Who would think that scaling mountains would be part of the deal for today’s scientists. One might even imagine scientists as a strange race of humans dressed in aprons, stuck in laboratories full of microscopes, in investigation rooms covered in screens, poring over charts and digital graphics and reading with a magnifying glass the resulting indecipherable print. Of course, that is part of scientific labor. But science has never stopped being, essentially, an ode to human curiosity. Our modern scientists, to teach humanity about the height of Chimborazo, had to prepare themselves climbing mountains like Cayambe, Ilinizas and Tanzania’s own Kilimanjaro. Our scientists have seen the mouths of volcanos and the sources of oceans, the most remote parts of the forest, the furthest corners of the Arctic, and now, the highest point of the Earth, too. Scientists are those who have been there. The results, we are now proud to be able to share with the world, reveal that Chimborazo is indeed the furthest point of our planet, the one closest to the space surrounding us.

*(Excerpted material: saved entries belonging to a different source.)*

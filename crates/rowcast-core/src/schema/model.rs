use super::{Column, Relation};
use crate::Result;

/// Storage-level description of a model: its table, ordered columns and
/// relationships.
#[derive(Debug, Clone, PartialEq)]
pub struct Model {
    /// Name of the Rust type, used in error messages
    pub name: &'static str,

    /// Table the model's rows live in
    pub table: &'static str,

    /// Persisted columns, in declaration order
    pub columns: Vec<Column>,

    /// Relationship members, in declaration order
    pub relations: Vec<Relation>,
}

impl Model {
    pub fn column(&self, name: &str) -> Option<&Column> {
        self.columns.iter().find(|column| column.name == name)
    }

    /// The identifier column, if the model declares one.
    pub fn id_column(&self) -> Option<&Column> {
        self.columns.iter().find(|column| column.is_id())
    }

    pub fn relation(&self, member: &str) -> Option<&Relation> {
        self.relations.iter().find(|rel| rel.member == member)
    }

    /// Column definitions for `CREATE TABLE`, joined by `, `.
    pub fn ddl(&self) -> Result<String> {
        if self.columns.is_empty() {
            return Err(crate::Error::invalid_declaration(format!(
                "`{}` has no persisted columns",
                self.name
            )));
        }

        let schema = self
            .columns
            .iter()
            .map(Column::to_ddl)
            .collect::<Vec<_>>()
            .join(", ");

        tracing::debug!(model = self.name, table = self.table, schema = %schema, "generated table schema");
        Ok(schema)
    }
}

Beyond seeming like a daring exercise in statistics, this measurement allows us to know more about the movements of tectonic plates of the equinoctial zone, revealing data on earthquakes and volcanoes that with each violent shake reminds us that it is alive. The first geodesic mission was witness to an eruption of Cotopaxi and to the great Lima earthquake, and helped to establish the idea of the planet as a living entity: today we should always try to better understand its life processes. These, in turn, influence the life of those that inhabit it. On the summit of Chimborazo, with the wind, the cold, the world at its feet and so close to the stars, this expedition led us to think not only that the achievement of scaling a mountain so great is the result of science, but that it is also a window towards the future that this very same science permits us to build.